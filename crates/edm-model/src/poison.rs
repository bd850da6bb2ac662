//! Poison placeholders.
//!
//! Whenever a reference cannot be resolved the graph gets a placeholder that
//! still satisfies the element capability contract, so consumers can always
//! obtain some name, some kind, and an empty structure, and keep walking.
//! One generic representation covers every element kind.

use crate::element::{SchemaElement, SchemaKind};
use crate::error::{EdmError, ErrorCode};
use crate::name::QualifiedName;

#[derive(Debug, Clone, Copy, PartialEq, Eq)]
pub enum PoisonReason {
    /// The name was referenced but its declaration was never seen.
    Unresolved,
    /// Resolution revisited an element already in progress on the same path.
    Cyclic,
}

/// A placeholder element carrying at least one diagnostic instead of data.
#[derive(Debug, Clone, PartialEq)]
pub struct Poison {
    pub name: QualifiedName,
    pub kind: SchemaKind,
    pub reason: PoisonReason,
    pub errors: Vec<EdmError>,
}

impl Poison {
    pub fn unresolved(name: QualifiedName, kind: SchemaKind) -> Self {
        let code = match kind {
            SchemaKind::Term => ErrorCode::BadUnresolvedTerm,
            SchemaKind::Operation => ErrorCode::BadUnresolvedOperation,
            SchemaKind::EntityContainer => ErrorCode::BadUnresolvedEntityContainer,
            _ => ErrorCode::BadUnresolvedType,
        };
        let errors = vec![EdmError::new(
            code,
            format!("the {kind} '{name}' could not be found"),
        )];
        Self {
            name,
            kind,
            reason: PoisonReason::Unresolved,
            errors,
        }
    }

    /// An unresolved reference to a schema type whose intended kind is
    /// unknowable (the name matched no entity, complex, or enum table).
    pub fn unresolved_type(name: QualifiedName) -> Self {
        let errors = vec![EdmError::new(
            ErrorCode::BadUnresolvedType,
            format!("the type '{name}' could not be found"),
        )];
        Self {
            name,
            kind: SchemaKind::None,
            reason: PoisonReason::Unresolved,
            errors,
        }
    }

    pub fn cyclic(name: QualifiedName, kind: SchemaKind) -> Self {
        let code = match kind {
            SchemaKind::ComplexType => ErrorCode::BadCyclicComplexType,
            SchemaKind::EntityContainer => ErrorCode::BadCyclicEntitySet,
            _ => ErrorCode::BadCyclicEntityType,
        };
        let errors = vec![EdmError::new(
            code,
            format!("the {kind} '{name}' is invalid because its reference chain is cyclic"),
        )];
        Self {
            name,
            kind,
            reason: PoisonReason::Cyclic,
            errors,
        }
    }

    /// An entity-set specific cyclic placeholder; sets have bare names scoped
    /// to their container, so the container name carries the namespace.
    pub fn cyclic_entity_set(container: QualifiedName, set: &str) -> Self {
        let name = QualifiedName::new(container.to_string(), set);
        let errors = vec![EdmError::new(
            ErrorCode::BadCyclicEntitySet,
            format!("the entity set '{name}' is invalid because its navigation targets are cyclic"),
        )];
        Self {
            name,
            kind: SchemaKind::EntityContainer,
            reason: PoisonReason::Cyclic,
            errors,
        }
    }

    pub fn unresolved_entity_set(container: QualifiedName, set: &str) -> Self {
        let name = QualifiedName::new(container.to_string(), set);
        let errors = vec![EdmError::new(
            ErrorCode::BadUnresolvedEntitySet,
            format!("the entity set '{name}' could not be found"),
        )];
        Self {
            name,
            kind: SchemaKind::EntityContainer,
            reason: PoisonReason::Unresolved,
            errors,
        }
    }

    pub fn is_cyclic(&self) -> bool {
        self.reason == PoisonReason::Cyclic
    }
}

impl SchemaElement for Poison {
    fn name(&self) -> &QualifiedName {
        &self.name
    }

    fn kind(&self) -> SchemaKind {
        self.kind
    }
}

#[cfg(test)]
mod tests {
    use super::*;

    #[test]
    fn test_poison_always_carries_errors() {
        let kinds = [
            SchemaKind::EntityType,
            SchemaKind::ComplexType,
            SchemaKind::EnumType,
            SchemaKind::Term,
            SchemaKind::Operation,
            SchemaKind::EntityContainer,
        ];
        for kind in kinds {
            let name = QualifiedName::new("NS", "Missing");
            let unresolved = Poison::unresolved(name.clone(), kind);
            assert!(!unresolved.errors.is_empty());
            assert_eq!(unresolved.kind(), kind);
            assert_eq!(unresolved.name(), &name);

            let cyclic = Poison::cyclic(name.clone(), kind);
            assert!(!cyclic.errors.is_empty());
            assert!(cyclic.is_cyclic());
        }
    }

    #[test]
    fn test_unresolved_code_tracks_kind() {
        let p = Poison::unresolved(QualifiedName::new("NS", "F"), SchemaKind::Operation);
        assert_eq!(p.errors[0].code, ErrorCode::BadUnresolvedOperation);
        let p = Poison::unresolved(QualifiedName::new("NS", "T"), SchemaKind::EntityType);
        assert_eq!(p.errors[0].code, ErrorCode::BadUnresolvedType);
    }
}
--
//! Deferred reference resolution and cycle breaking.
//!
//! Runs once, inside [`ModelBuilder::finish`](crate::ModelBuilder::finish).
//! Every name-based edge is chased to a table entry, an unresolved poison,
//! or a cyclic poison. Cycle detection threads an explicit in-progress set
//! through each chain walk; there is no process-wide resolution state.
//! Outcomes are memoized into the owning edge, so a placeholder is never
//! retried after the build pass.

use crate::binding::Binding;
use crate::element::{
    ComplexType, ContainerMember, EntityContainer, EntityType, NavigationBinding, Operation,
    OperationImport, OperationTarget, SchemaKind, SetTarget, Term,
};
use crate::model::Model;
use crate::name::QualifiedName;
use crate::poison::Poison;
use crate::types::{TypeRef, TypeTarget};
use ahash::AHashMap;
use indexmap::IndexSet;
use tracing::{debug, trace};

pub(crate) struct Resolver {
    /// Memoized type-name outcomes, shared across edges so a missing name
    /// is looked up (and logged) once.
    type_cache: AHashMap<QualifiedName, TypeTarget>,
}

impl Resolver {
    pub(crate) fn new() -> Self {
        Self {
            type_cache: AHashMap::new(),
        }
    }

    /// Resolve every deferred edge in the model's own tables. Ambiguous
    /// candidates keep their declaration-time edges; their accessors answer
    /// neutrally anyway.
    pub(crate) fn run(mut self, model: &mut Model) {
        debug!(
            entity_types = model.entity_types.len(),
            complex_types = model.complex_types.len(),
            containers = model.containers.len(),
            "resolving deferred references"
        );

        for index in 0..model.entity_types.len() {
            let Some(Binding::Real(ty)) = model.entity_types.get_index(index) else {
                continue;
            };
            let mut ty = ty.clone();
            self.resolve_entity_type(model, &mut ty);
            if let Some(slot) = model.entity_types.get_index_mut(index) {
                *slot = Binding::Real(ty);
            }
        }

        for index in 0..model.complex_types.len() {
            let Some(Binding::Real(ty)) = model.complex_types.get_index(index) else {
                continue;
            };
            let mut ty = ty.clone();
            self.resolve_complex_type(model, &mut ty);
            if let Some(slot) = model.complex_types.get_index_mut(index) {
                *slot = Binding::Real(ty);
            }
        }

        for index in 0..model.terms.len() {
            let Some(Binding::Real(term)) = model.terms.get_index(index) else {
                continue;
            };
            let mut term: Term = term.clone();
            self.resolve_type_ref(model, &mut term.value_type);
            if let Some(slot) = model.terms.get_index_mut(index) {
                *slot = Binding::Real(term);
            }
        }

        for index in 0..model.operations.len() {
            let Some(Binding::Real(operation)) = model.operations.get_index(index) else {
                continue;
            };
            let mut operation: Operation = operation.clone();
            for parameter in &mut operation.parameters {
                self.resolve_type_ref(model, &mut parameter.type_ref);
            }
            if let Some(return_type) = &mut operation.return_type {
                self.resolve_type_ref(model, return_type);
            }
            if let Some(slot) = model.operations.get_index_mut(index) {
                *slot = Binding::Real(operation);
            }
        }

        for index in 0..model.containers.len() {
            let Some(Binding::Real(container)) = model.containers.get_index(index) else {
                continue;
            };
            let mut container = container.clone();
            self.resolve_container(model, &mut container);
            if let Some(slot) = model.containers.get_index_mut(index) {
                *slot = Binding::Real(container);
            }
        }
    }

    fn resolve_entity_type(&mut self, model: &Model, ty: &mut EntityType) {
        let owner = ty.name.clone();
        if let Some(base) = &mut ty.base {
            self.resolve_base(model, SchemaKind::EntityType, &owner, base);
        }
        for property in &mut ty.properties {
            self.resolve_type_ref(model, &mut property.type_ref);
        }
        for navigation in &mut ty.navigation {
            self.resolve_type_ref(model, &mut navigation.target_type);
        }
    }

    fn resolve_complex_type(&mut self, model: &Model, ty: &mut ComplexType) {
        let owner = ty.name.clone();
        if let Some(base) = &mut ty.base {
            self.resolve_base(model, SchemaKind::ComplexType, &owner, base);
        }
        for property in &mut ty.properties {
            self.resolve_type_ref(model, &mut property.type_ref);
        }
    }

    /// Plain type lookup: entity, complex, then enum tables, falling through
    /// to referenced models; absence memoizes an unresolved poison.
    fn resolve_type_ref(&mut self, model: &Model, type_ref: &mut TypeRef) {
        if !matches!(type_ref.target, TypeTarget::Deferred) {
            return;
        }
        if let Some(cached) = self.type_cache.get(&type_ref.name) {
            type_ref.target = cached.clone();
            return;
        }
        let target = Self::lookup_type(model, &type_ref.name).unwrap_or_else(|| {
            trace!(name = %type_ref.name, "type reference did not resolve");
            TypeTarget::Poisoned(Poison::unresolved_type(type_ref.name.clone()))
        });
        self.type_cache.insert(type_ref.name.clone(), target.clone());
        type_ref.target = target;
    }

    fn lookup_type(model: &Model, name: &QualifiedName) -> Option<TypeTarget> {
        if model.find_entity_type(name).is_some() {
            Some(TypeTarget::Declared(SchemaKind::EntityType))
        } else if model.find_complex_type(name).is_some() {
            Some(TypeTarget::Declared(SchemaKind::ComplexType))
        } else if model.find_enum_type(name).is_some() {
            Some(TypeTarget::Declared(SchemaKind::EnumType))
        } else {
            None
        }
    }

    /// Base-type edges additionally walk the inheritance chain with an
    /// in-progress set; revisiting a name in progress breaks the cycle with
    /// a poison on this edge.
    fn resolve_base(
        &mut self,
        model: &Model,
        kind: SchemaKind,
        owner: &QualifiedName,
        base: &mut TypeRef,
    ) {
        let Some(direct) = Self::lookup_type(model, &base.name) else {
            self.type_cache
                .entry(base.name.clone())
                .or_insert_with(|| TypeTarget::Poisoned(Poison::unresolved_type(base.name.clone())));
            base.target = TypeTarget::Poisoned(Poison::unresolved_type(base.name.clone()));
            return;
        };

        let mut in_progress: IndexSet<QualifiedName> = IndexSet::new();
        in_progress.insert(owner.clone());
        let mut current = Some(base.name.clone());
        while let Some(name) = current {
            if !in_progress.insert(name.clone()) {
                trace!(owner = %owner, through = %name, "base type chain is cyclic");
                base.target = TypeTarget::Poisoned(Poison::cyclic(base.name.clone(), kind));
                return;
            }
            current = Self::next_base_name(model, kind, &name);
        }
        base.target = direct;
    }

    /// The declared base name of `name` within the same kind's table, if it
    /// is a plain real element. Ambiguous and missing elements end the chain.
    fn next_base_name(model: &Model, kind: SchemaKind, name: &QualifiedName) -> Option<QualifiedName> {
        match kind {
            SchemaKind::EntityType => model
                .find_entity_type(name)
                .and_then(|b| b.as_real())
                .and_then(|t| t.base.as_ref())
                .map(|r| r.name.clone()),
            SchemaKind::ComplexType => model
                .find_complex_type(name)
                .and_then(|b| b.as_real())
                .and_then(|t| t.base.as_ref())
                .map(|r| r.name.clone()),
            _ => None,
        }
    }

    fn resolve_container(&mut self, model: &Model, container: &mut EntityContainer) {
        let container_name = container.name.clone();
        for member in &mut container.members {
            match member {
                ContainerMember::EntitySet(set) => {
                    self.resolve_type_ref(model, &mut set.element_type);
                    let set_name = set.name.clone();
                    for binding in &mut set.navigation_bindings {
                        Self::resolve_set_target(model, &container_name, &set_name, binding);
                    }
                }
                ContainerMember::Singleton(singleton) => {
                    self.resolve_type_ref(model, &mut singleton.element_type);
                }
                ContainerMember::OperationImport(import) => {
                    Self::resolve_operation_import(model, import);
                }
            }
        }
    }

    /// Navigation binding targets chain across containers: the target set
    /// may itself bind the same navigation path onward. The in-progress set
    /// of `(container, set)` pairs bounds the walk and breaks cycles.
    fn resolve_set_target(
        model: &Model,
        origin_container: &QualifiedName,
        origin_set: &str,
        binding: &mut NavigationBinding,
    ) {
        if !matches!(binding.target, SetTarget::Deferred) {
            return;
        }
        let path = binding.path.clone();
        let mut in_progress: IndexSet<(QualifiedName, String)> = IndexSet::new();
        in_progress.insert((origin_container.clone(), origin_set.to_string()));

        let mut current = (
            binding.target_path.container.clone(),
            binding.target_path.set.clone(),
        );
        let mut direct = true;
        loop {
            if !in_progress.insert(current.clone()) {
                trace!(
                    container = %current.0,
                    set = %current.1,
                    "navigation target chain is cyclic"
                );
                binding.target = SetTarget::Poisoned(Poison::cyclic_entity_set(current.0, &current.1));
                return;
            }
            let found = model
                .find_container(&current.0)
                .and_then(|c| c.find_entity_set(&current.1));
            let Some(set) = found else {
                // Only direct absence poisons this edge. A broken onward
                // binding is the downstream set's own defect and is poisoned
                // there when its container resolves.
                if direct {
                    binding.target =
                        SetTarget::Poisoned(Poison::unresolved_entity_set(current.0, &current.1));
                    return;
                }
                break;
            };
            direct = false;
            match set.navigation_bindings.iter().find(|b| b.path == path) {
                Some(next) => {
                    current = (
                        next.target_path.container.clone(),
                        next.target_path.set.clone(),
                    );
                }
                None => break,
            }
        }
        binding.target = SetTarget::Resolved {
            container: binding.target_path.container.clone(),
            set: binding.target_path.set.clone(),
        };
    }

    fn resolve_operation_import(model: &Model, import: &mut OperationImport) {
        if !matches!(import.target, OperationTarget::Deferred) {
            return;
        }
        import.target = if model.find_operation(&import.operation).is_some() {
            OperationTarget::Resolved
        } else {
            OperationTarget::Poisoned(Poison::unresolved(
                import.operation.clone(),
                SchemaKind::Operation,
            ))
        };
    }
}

WORK INSTRUCTION: In the listing above, find the line with "Every name-based edge" and the line with "pub(crate) struct Resolver", then print exactly those two lines and every line between them, and nothing more.

REPLY TO THE TASK:
//! Every name-based edge is chased to a table entry, an unresolved poison,
//! or a cyclic poison. Cycle detection threads an explicit in-progress set
//! through each chain walk; there is no process-wide resolution state.
//! Outcomes are memoized into the owning edge, so a placeholder is never
//! retried after the build pass.

use crate::binding::Binding;
use crate::element::{
    ComplexType, ContainerMember, EntityContainer, EntityType, NavigationBinding, Operation,
    OperationImport, OperationTarget, SchemaKind, SetTarget, Term,
};
use crate::model::Model;
use crate::name::QualifiedName;
use crate::poison::Poison;
use crate::types::{TypeRef, TypeTarget};
use ahash::AHashMap;
use indexmap::IndexSet;
use tracing::{debug, trace};

pub(crate) struct Resolver {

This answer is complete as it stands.